Mensalmente, o Sagarana Notícias (SN) traz uma entrevista especial para as nossas leitoras e os nossos leitores. A entrevistada deste mês de março é a celebrada escritora itaguarense Neusa Sorrenti.
Filha de Antônio Sorrenti e de Cecília Michetti Sorrenti, Neusa nasceu no dia 29 de maio de 1948 em Itaguara.
Bacharelou-se em Letras pela PUC-Minas e em Ciência da Informação pela UFMG, possui pós-graduação em Literatura Infantil e Juvenil e mestrado em Literaturas de Língua Portuguesa (Africana Brasileira e Portuguesa) pela PUC Minas. Em seu mestrado abordou o poeta gaúcho Mário Quintana e sua dissertação intitula-se: “Voz de criança na lírica de Mario Quintana”.
A escritora itaguarense já escreveu mais de 40 livros e figura como uma das mais importantes escritoras do gênero infanto-juvenil do país. Como reconhecimento de seu trabalho, venceu inúmeros prêmios e recebeu várias menções honrosas, dentre elas: o selo Altamente Recomendável do Programa Nacional Biblioteca da Escola (PNBE), e o Prêmio 30 anos da Fundação Nacional do Livro Infantil e Juvenil (FNLIJ).
A renomada editora Lê qualifica Sorrenti como “uma das maiores narradoras e poetas infantojuvenis do Brasil. A autora é a prova de como é amplo esse campo da literatura.”
Em alguns momentos, entrevistamos a escritora, em outros momentos falamos com a itaguarense e, por vezes, dialogamos com a mestra e especialista em literatura. Porque Neusa é assim: genial, múltipla.
Onde há a sigla SN, leia-se Sagarana Notícias e onde há a sigla NS, leia-se Neusa Sorrenti.
Aprecie a nossa conversa:
SN - Quando e como você começou a escrever? E quando veio o reconhecimento?
NS - Sempre gostei de escrever. Em cadernos secretos, folhas avulsas, cadernetas. Bem menina me aventurei numa parede recém pintada de uma varanda, usando folhas de gerânio como caneta. A façanha me custou uma advertência memorável.
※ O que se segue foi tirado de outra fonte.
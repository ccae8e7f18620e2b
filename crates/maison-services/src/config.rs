//! Storefront configuration.

use std::collections::HashMap;
use std::path::Path;

use anyhow::{Context, Result};
use maison_data::FetchClient;
use serde::{Deserialize, Serialize};

/// Settings for talking to the backend and rendering the site.
#[derive(Debug, Clone, PartialEq, Serialize, Deserialize)]
pub struct StorefrontConfig {
    /// Commerce backend REST API.
    #[serde(default = "default_api_base_url")]
    pub api_base_url: String,

    /// Social feed proxy endpoint. The homepage hides the feed when unset.
    #[serde(default)]
    pub social_feed_url: Option<String>,

    /// Key sent to the social feed proxy. Server-side only.
    #[serde(default, skip_serializing)]
    pub social_feed_api_key: Option<String>,

    /// Public origin, used for absolute sitemap URLs.
    #[serde(default = "default_site_url")]
    pub site_url: String,

    /// Key-value store holding shopper state.
    #[serde(default = "default_store_name")]
    pub store_name: String,

    /// Default listing page size.
    #[serde(default = "default_products_per_page")]
    pub products_per_page: u32,

    /// Environment-specific overrides.
    #[serde(default, skip_serializing_if = "HashMap::is_empty")]
    pub environments: HashMap<String, EnvironmentConfig>,
}

/// Per-environment overrides. Unset fields keep the base value.
#[derive(Debug, Clone, Default, PartialEq, Serialize, Deserialize)]
pub struct EnvironmentConfig {
    #[serde(default)]
    pub api_base_url: Option<String>,
    #[serde(default)]
    pub social_feed_url: Option<String>,
    #[serde(default)]
    pub site_url: Option<String>,
    #[serde(default)]
    pub store_name: Option<String>,
}

fn default_api_base_url() -> String {
    "http://localhost:4000/api".to_string()
}

fn default_site_url() -> String {
    "http://localhost:3000".to_string()
}

fn default_store_name() -> String {
    "default".to_string()
}

fn default_products_per_page() -> u32 {
    24
}

impl Default for StorefrontConfig {
    fn default() -> Self {
        Self {
            api_base_url: default_api_base_url(),
            social_feed_url: None,
            social_feed_api_key: None,
            site_url: default_site_url(),
            store_name: default_store_name(),
            products_per_page: default_products_per_page(),
            environments: HashMap::new(),
        }
    }
}

impl StorefrontConfig {
    /// Load config from a file. `.json` files are JSON, anything else TOML.
    pub fn load(path: impl AsRef<Path>) -> Result<Self> {
        let path = path.as_ref();
        let content = std::fs::read_to_string(path)
            .with_context(|| format!("Failed to read config file: {}", path.display()))?;

        if path.extension().is_some_and(|ext| ext == "json") {
            serde_json::from_str(&content)
                .with_context(|| format!("Failed to parse JSON config: {}", path.display()))
        } else {
            toml::from_str(&content)
                .with_context(|| format!("Failed to parse TOML config: {}", path.display()))
        }
    }

    /// Defaults overridden by `MAISON_*` environment variables.
    pub fn from_env() -> Result<Self> {
        let mut config = Self::default();
        config.apply_overrides(|key| std::env::var(key).ok())?;
        Ok(config)
    }

    /// Apply `MAISON_*` overrides from `lookup`. Empty values are ignored.
    pub fn apply_overrides(&mut self, lookup: impl Fn(&str) -> Option<String>) -> Result<()> {
        let get = |key: &str| lookup(key).filter(|v| !v.trim().is_empty());

        if let Some(v) = get("MAISON_API_BASE_URL") {
            self.api_base_url = v;
        }
        if let Some(v) = get("MAISON_SOCIAL_FEED_URL") {
            self.social_feed_url = Some(v);
        }
        if let Some(v) = get("MAISON_SOCIAL_FEED_API_KEY") {
            self.social_feed_api_key = Some(v);
        }
        if let Some(v) = get("MAISON_SITE_URL") {
            self.site_url = v;
        }
        if let Some(v) = get("MAISON_STORE_NAME") {
            self.store_name = v;
        }
        if let Some(v) = get("MAISON_PRODUCTS_PER_PAGE") {
            self.products_per_page = v
                .parse()
                .with_context(|| format!("MAISON_PRODUCTS_PER_PAGE is not a number: {}", v))?;
        }
        Ok(())
    }

    /// Get environment-specific config.
    pub fn for_environment(&self, env: &str) -> StorefrontConfig {
        let mut config = self.clone();

        if let Some(env_config) = self.environments.get(env) {
            if let Some(ref url) = env_config.api_base_url {
                config.api_base_url = url.clone();
            }
            if let Some(ref url) = env_config.social_feed_url {
                config.social_feed_url = Some(url.clone());
            }
            if let Some(ref url) = env_config.site_url {
                config.site_url = url.clone();
            }
            if let Some(ref name) = env_config.store_name {
                config.store_name = name.clone();
            }
        }

        config
    }

    /// A backend client for this configuration.
    pub fn client(&self) -> FetchClient {
        FetchClient::new().with_base_url(self.api_base_url.clone())
    }

    /// Absolute URL for a site path.
    pub fn absolute_url(&self, path: &str) -> String {
        if path.starts_with("http://") || path.starts_with("https://") {
            return path.to_string();
        }
        format!(
            "{}/{}",
            self.site_url.trim_end_matches('/'),
            path.trim_start_matches('/')
        )
    }
}
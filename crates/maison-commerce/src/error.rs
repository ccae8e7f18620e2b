//! Commerce error types.

use thiserror::Error;

/// Errors raised by storefront domain rules and form validation.
#[derive(Error, Debug, Clone, PartialEq)]
pub enum CommerceError {
    /// A form field failed validation.
    #[error("{field}: {message}")]
    Validation { field: String, message: String },

    /// Invalid quantity.
    #[error("Invalid quantity: {0}")]
    InvalidQuantity(i64),

    /// Quantity exceeds maximum allowed.
    #[error("Quantity {0} exceeds maximum allowed ({1})")]
    QuantityExceedsLimit(u32, u32),

    /// Item not in cart.
    #[error("Item not in cart: {0}")]
    ItemNotInCart(String),

    /// Product is sold out.
    #[error("Out of stock: {0}")]
    OutOfStock(String),

    /// Currency mismatch.
    #[error("Currency mismatch: expected {expected}, got {got}")]
    CurrencyMismatch { expected: String, got: String },

    /// Arithmetic overflow.
    #[error("Arithmetic overflow in money calculation")]
    Overflow,

    /// Order can no longer be cancelled.
    #[error("Order {id} cannot be cancelled while {status}")]
    NotCancellable { id: String, status: String },
}

impl CommerceError {
    /// Shorthand for a validation failure.
    pub fn validation(field: impl Into<String>, message: impl Into<String>) -> Self {
        CommerceError::Validation {
            field: field.into(),
            message: message.into(),
        }
    }

    /// The offending form field, for inline error placement.
    pub fn field(&self) -> Option<&str> {
        match self {
            CommerceError::Validation { field, .. } => Some(field),
            _ => None,
        }
    }
}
Mas o poema visual que criei tinha futuro...
Meu primeiro livro, Casamento de viúva nasceu numa oficina que eu ministrava para professoras auxiliares de biblioteca, quando eu trabalhava como Analista de Cultura na Secretaria de Estado da Educação de Minas Gerais. Bons tempos! Um editor viu meu texto, gostou, publicou. Assim, em 1993, me tornei autora e meu livro conheceu os primeiros leitores. Há exatos trinta anos. “O tempo é um sopro”, já dizia Niemeyer.
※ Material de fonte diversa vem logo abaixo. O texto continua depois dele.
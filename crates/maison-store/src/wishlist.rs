//! Saved products.

use crate::persist::Slot;
use crate::synced::{Keyed, ListOp, OpId, SyncedList};
use crate::StoreError;
use maison_commerce::cart::WishlistItem;
use maison_commerce::catalog::Product;
use maison_commerce::ids::ProductId;

impl Keyed for WishlistItem {
    type Key = ProductId;

    fn key(&self) -> ProductId {
        self.product_id.clone()
    }
}

/// Which request a toggle needs.
#[derive(Debug, Clone, Copy, PartialEq, Eq)]
pub enum Toggle {
    Added,
    Removed,
}

#[derive(Debug, Clone)]
pub struct WishlistStore {
    list: SyncedList<WishlistItem>,
    slot: Slot,
}

impl WishlistStore {
    pub fn new(slot: Slot) -> Self {
        Self {
            list: SyncedList::default(),
            slot,
        }
    }

    pub fn hydrate(slot: Slot) -> Result<Self, StoreError> {
        let items: Vec<WishlistItem> = slot.load()?.unwrap_or_default();
        tracing::debug!(key = slot.key(), items = items.len(), "wishlist hydrated");
        Ok(Self {
            list: SyncedList::new(items),
            slot,
        })
    }

    pub fn items(&self) -> Vec<WishlistItem> {
        self.list.visible()
    }

    pub fn len(&self) -> usize {
        self.items().len()
    }

    pub fn is_empty(&self) -> bool {
        self.len() == 0
    }

    pub fn contains(&self, product_id: &ProductId) -> bool {
        self.list.contains(product_id)
    }

    /// Heart button: save if absent, unsave if present.
    pub fn toggle(&mut self, product: &Product) -> Result<(OpId, Toggle), StoreError> {
        if self.contains(&product.id) {
            Ok((self.record(ListOp::Remove(product.id.clone()))?, Toggle::Removed))
        } else {
            Ok((self.record(ListOp::Upsert(WishlistItem::from(product)))?, Toggle::Added))
        }
    }

    pub fn remove(&mut self, product_id: &ProductId) -> Result<OpId, StoreError> {
        self.record(ListOp::Remove(product_id.clone()))
    }

    pub fn apply_server(&mut self, items: Vec<WishlistItem>, ack: Option<OpId>) -> Result<(), StoreError> {
        self.list.apply_server(items, ack);
        self.persist()
    }

    pub fn rollback(&mut self, op: OpId) -> Result<(), StoreError> {
        if self.list.rollback(op) {
            self.persist()?;
        }
        Ok(())
    }

    pub fn reset(&mut self) -> Result<(), StoreError> {
        self.slot.clear()?;
        self.list.reset();
        Ok(())
    }

    /// Queue `op`, withdrawing it again if it cannot be persisted.
    fn record(&mut self, op: ListOp<WishlistItem>) -> Result<OpId, StoreError> {
        let id = self.list.push(op);
        if let Err(e) = self.persist() {
            self.list.rollback(id);
            return Err(e);
        }
        Ok(id)
    }

    fn persist(&self) -> Result<(), StoreError> {
        self.slot.save(&self.list.visible())
    }
}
SN - Como foi a sua infância em Itaguara e/ou a região? Quais as principais lembranças?
NS - Minha infância em Itaguara é um tema recorrente. Em quase todos os meus livros há uma pracinha, uma casa velha, uma professora, um riacho, uma pessoa idosa, um medo, um passarinho, um sonho, amigos e amigas e muita saudade. Tenho lembranças muito queridas das coroações sob a batuta da Dona Nhá do Licinho, das peças de teatro no Salão Vicentino, excursões escolares, brincadeiras na calçada, corridas de bicicleta (emprestada: nunca tive uma) e muitas outras recordações diluídas em meus contos e poemas.
SN - Como e quando despertou o interesse pela leitura?
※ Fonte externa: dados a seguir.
//! Request-scoped access to the commerce backend (server only).

use leptos::prelude::*;
use leptos::server_fn::error::ServerFnError;
use leptos_wasi::prelude::StatusCode;
use leptos_wasi::response::ResponseOptions;
use maison_cache::{Cache, SessionId};
use maison_data::FetchClient;
use maison_services::{ServiceError, ServiceResult, StorefrontConfig};
use maison_store::{AppStore, StoreError};
use std::future::Future;

/// Backend client carrying the shopper's cookie, plus site configuration.
pub struct Backend {
    pub client: FetchClient,
    pub config: StorefrontConfig,
    /// From the `maison_sid` cookie, when the browser sent one.
    session: Option<SessionId>,
}

impl Backend {
    pub fn from_request() -> Result<Self, ServerFnError> {
        let config = StorefrontConfig::from_env().map_err(|e| {
            tracing::error!(error = %format!("{e:#}"), "invalid storefront configuration");
            ServerFnError::new("Storefront is misconfigured")
        })?;
        let cookie = incoming_cookie();
        let session = cookie.as_deref().and_then(SessionId::from_cookie_header);
        let client = match cookie {
            Some(cookie) => config.client().with_cookie(cookie),
            None => config.client(),
        };
        Ok(Self {
            client,
            config,
            session,
        })
    }

    /// Drive a service call to completion on Spin's executor.
    pub fn run<T>(&self, call: impl Future<Output = ServiceResult<T>>) -> Result<T, ServerFnError> {
        spin_sdk::http::run(call).map_err(into_server_error)
    }

    /// Like [`Backend::run`] for content the page can render without.
    pub fn run_or_default<T: Default>(&self, what: &str, call: impl Future<Output = ServiceResult<T>>) -> T {
        spin_sdk::http::run(call).unwrap_or_else(|error| {
            tracing::warn!(%error, what, "optional content unavailable");
            T::default()
        })
    }
}

impl Backend {
    /// The server's copy of a shopper's cart and wishlist, kept in the
    /// Spin Key-Value Store named by `store_name`.
    fn shopper_state(&self, session: SessionId) -> Option<AppStore> {
        let cache = Cache::open(&self.config.store_name)
            .map_err(|e| tracing::warn!(error = %e, "shopper store unavailable"))
            .ok()?;
        AppStore::hydrate(cache, session)
            .map_err(|e| tracing::warn!(error = %e, "shopper state unreadable"))
            .ok()
    }

    /// Record a backend answer for this shopper. The first record issues
    /// the session cookie.
    pub fn remember(&self, apply: impl FnOnce(&mut AppStore) -> Result<(), StoreError>) {
        let session = match &self.session {
            Some(session) => session.clone(),
            None => {
                let session = SessionId::generate();
                set_cookie(&session.to_set_cookie());
                session
            }
        };
        let Some(mut state) = self.shopper_state(session) else {
            return;
        };
        if let Err(e) = apply(&mut state) {
            tracing::warn!(error = %e, "could not record shopper state");
        }
    }

    /// Drop whatever was recorded for this shopper.
    pub fn forget(&self) {
        let Some(mut state) = self.session.clone().and_then(|s| self.shopper_state(s)) else {
            return;
        };
        if let Err(e) = state.logout() {
            tracing::warn!(error = %e, "could not clear shopper state");
        }
    }

    /// Like [`Backend::run`], answering from the recorded copy when the
    /// backend is down. Auth failures are never masked.
    pub fn run_or_recall<T>(
        &self,
        call: impl Future<Output = ServiceResult<T>>,
        recall: impl FnOnce(&AppStore) -> Option<T>,
    ) -> Result<T, ServerFnError> {
        let error = match spin_sdk::http::run(call) {
            Ok(value) => return Ok(value),
            Err(error) if error.is_unauthorized() => return Err(into_server_error(error)),
            Err(error) => error,
        };
        let recalled = self
            .session
            .clone()
            .and_then(|s| self.shopper_state(s))
            .and_then(|state| recall(&state));
        match recalled {
            Some(value) => {
                tracing::warn!(%error, "backend unavailable, serving recorded shopper state");
                Ok(value)
            }
            None => Err(into_server_error(error)),
        }
    }
}

fn incoming_cookie() -> Option<String> {
    let parts = use_context::<http::request::Parts>()?;
    parts
        .headers
        .get(http::header::COOKIE)
        .and_then(|v| v.to_str().ok())
        .map(str::to_string)
}

fn into_server_error(error: ServiceError) -> ServerFnError {
    if error.is_unauthorized() {
        set_status(StatusCode::UNAUTHORIZED);
    } else if error.is_not_found() {
        set_status(StatusCode::NOT_FOUND);
    }
    tracing::warn!(%error, "backend call failed");
    ServerFnError::new(error.user_message())
}

pub fn set_status(status: StatusCode) {
    if let Some(response) = use_context::<ResponseOptions>() {
        response.set_status(status);
    }
}

/// Pass the backend's `Set-Cookie` through to the browser.
pub fn relay_cookie(set_cookie: Option<String>) {
    if let Some(cookie) = set_cookie {
        set_cookie(&cookie);
    }
}

fn set_cookie(cookie: &str) {
    let Some(response) = use_context::<ResponseOptions>() else {
        return;
    };
    match http::HeaderValue::from_str(cookie) {
        Ok(value) => response.insert_header(http::header::SET_COOKIE, value),
        Err(e) => tracing::warn!(error = %e, "dropping malformed Set-Cookie"),
    }
}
NS - O interesse pela leitura nasceu observando meu pai, Nico Sorrenti, lendo jornais. Ele lia até os anúncios. Depois minha madrinha Ica Brugnara Michetti, que mora em Carmópolis, me dava livros de presente. Eu ficava doidinha de alegria. Eu os lia até decorar.
Como nas histórias, um belo dia minha mãe achou por bem doar meus livros a uma criança cadeirante, moradora num povoado próximo. E foi justificando que ela seria feliz, que a leitura seria uma boa companhia, que eu já sabia as histórias de cor e salteado, então concordei.
Foi assim que eu me despedi dos personagens e num embrulho de papel despachei-os saudosa, coração miúdo, me fazendo de forte. Estava aprendendo mais uma lição de solidariedade.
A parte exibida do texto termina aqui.